PROBLEM DETAILS: Could you copy each line of the entries that contains "slug"?

┌─ AVAILABLE DATA

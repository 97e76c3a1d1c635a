// src/store/mod.rs
//! Dated, source-scoped CSV store with append-and-deduplicate semantics.

pub mod charset;

use async_trait::async_trait;
use chrono::NaiveDate;
use std::collections::{HashMap, HashSet};
use std::fs;
use std::path::{Path, PathBuf};
use std::sync::{Arc, Mutex, PoisonError};

use crate::config::HarvesterConfig;
use crate::error::{Result, StoreError};
use crate::ingest::day_string;
use crate::ingest::types::{JobRecord, SearchOutcome, Source};
use charset::CharsetChain;

/// Where archival sweeps send each record.
#[async_trait]
pub trait RecordSink: Send + Sync {
    /// Persist one record under `(source, publish date, job name)`.
    /// Returns the number of rows actually added (0 for a duplicate).
    async fn archive(&self, source: Source, job_name: &str, record: &JobRecord) -> Result<usize>;
}

/// Publish date of a record as a calendar day.
pub fn archive_day(record: &JobRecord) -> Result<NaiveDate> {
    record
        .published_date
        .as_deref()
        .and_then(|d| NaiveDate::parse_from_str(d, "%Y-%m-%d").ok())
        .ok_or_else(|| StoreError::UnparsableDate(record.published_date.clone()))
}

fn file_safe(name: &str) -> String {
    name.chars()
        .map(|c| if matches!(c, '/' | '\\' | ':') { '-' } else { c })
        .collect()
}

pub struct DatedStore {
    archive_root: PathBuf,
    daily_root: PathBuf,
    charsets: CharsetChain,
    // One lock per file being written; entries go away when the last writer leaves.
    locks: Mutex<HashMap<PathBuf, Arc<Mutex<()>>>>,
}

impl DatedStore {
    pub fn new(
        archive_root: impl Into<PathBuf>,
        daily_root: impl Into<PathBuf>,
        charsets: CharsetChain,
    ) -> Self {
        Self {
            archive_root: archive_root.into(),
            daily_root: daily_root.into(),
            charsets,
            locks: Mutex::new(HashMap::new()),
        }
    }

    pub fn from_config(cfg: &HarvesterConfig) -> Result<Self> {
        let charsets = CharsetChain::from_labels(&cfg.charsets)?;
        Ok(Self::new(
            cfg.output_dir.clone(),
            cfg.daily_dir.clone(),
            charsets,
        ))
    }

    /// `<root>/<Source>/<day>/<source>_<job>_<day>.csv`
    pub fn archive_path(&self, source: Source, job_name: &str, day: NaiveDate) -> PathBuf {
        let d = day_string(day);
        self.archive_root
            .join(source.display_name())
            .join(&d)
            .join(format!("{}_{}_{}.csv", source.slug(), file_safe(job_name), d))
    }

    /// `<daily root>/<source>_<day>.csv`
    pub fn daily_path(&self, source: Source, day: NaiveDate) -> PathBuf {
        self.daily_root
            .join(format!("{}_{}.csv", source.slug(), day_string(day)))
    }

    /// Append `records` to the CSV at `path`, skipping rows already present
    /// (full-row equality, first occurrence kept). Returns rows added.
    pub fn append_dedup(&self, path: &Path, records: &[JobRecord]) -> Result<usize> {
        let lock = self.lock_for(path);
        let res = {
            let _guard = lock.lock().unwrap_or_else(PoisonError::into_inner);
            self.merge_into(path, records)
        };
        self.release(path, lock);
        res
    }

    fn merge_into(&self, path: &Path, records: &[JobRecord]) -> Result<usize> {
        let (mut rows, charset) = if path.exists() {
            let bytes = fs::read(path)?;
            let (text, enc) = self.charsets.decode(&bytes, path)?;
            (parse_rows(&text)?, Some(enc))
        } else {
            (Vec::new(), None)
        };

        let mut seen: HashSet<JobRecord> = rows.iter().map(JobRecord::canonical).collect();
        let before = rows.len();
        for rec in records {
            let canon = rec.canonical();
            if seen.insert(canon.clone()) {
                rows.push(canon);
            }
        }
        let added = rows.len() - before;
        if added == 0 {
            return Ok(0);
        }

        let text = render_rows(&rows, path)?;
        let (bytes, used) = self.charsets.encode(&text, charset, path)?;
        if let Some(parent) = path.parent() {
            fs::create_dir_all(parent)?;
        }
        fs::write(path, bytes)?;
        tracing::debug!(path = %path.display(), added, charset = used.name(), "dated file updated");
        Ok(added)
    }

    /// Rows currently stored at `path` (empty when the file does not exist).
    pub fn read_rows(&self, path: &Path) -> Result<Vec<JobRecord>> {
        if !path.exists() {
            return Ok(Vec::new());
        }
        let bytes = fs::read(path)?;
        let (text, _) = self.charsets.decode(&bytes, path)?;
        parse_rows(&text)
    }

    /// Daily-sweep save: one provider's outcome into today's file.
    /// Both sentinels mean "nothing to save".
    pub fn save_outcome(&self, source: Source, outcome: &SearchOutcome, day: NaiveDate) -> Result<usize> {
        match outcome {
            SearchOutcome::Found(records) if !records.is_empty() => {
                self.append_dedup(&self.daily_path(source, day), records)
            }
            _ => {
                tracing::debug!(source = %source, outcome = outcome.label(), "no valid data to save");
                Ok(0)
            }
        }
    }

    fn lock_for(&self, path: &Path) -> Arc<Mutex<()>> {
        let mut locks = self.locks.lock().unwrap_or_else(PoisonError::into_inner);
        locks.entry(path.to_path_buf()).or_default().clone()
    }

    /// Drop the per-path lock once no other writer holds or awaits it.
    fn release(&self, path: &Path, lock: Arc<Mutex<()>>) {
        let mut locks = self.locks.lock().unwrap_or_else(PoisonError::into_inner);
        drop(lock);
        if locks.get(path).is_some_and(|l| Arc::strong_count(l) == 1) {
            locks.remove(path);
        }
    }
}

#[async_trait]
impl RecordSink for DatedStore {
    async fn archive(&self, source: Source, job_name: &str, record: &JobRecord) -> Result<usize> {
        let day = archive_day(record)?;
        let path = self.archive_path(source, job_name, day);
        self.append_dedup(&path, std::slice::from_ref(record))
    }
}

fn parse_rows(text: &str) -> Result<Vec<JobRecord>> {
    let mut rdr = csv::Reader::from_reader(text.as_bytes());
    let mut out = Vec::new();
    for row in rdr.deserialize::<JobRecord>() {
        out.push(row?);
    }
    Ok(out)
}

fn render_rows(rows: &[JobRecord], path: &Path) -> Result<String> {
    let mut w = csv::Writer::from_writer(Vec::new());
    for r in rows {
        w.serialize(r)?;
    }
    let buf = w.into_inner().map_err(|e| StoreError::Io(e.into_error()))?;
    String::from_utf8(buf).map_err(|_| StoreError::EncodingFailure {
        path: path.to_path_buf(),
        tried: "utf-8".into(),
    })
}

/// In-memory sink for tests and dry runs. Applies the same date rule as the
/// dated store and deduplicates per `(source, job, day)`.
#[derive(Default)]
pub struct MemorySink {
    pub rows: Mutex<Vec<(Source, String, JobRecord)>>,
}

impl MemorySink {
    pub fn new() -> Self {
        Self::default()
    }

    pub fn len(&self) -> usize {
        self.rows.lock().unwrap_or_else(PoisonError::into_inner).len()
    }

    pub fn is_empty(&self) -> bool {
        self.len() == 0
    }
}

#[async_trait]
impl RecordSink for MemorySink {
    async fn archive(&self, source: Source, job_name: &str, record: &JobRecord) -> Result<usize> {
        archive_day(record)?;
        let canon = record.canonical();
        let mut rows = self.rows.lock().unwrap_or_else(PoisonError::into_inner);
        let dup = rows
            .iter()
            .any(|(s, j, r)| *s == source && j == job_name && *r == canon);
        if dup {
            return Ok(0);
        }
        rows.push((source, job_name.to_string(), canon));
        Ok(1)
    }
}
// src/lib.rs
// Public library surface for the binaries and integration tests.

pub mod api;
pub mod config;
pub mod error;
pub mod harvester;
pub mod ingest;
pub mod metrics;
pub mod store;

// ---- Re-exports for stable public API ----
pub use crate::api::{create_router as router, AppState};
pub use crate::config::HarvesterConfig;
pub use crate::harvester::Harvester;
pub use crate::ingest::aggregate::{Aggregator, RunOptions};
pub use crate::ingest::types::{JobRecord, QueryParams, SearchOutcome, Source};

use tracing_subscriber::{fmt, prelude::*, EnvFilter};

/// Install the tracing subscriber. `RUST_LOG` wins; `HARVEST_LOG_JSON=1`
/// switches to JSON lines. Safe to call when a subscriber already exists.
pub fn init_tracing() {
    let filter = EnvFilter::try_from_default_env()
        .unwrap_or_else(|_| EnvFilter::new("job_harvester=info,warn"));
    let json = std::env::var("HARVEST_LOG_JSON").ok().as_deref() == Some("1");

    let registry = tracing_subscriber::registry().with(filter);
    let res = if json {
        registry.with(fmt::layer().json()).try_init()
    } else {
        registry.with(fmt::layer().compact()).try_init()
    };
    if res.is_err() {
        tracing::debug!("tracing subscriber already installed");
    }
}

/// Build the full in-process app from the default config sources.
pub async fn app() -> anyhow::Result<axum::Router> {
    let cfg = HarvesterConfig::load_default()?;
    let harvester = Harvester::from_config(cfg)?;
    let mut state = AppState::new(harvester);
    if let Some(m) = crate::metrics::Metrics::from_env() {
        state = state.with_metrics(m.handle);
    }
    Ok(api::create_router(state))
}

└─

TASK OUTPUT:
            .join(format!("{}_{}_{}.csv", source.slug(), file_safe(job_name), d))
            .join(format!("{}_{}.csv", source.slug(), day_string(day)))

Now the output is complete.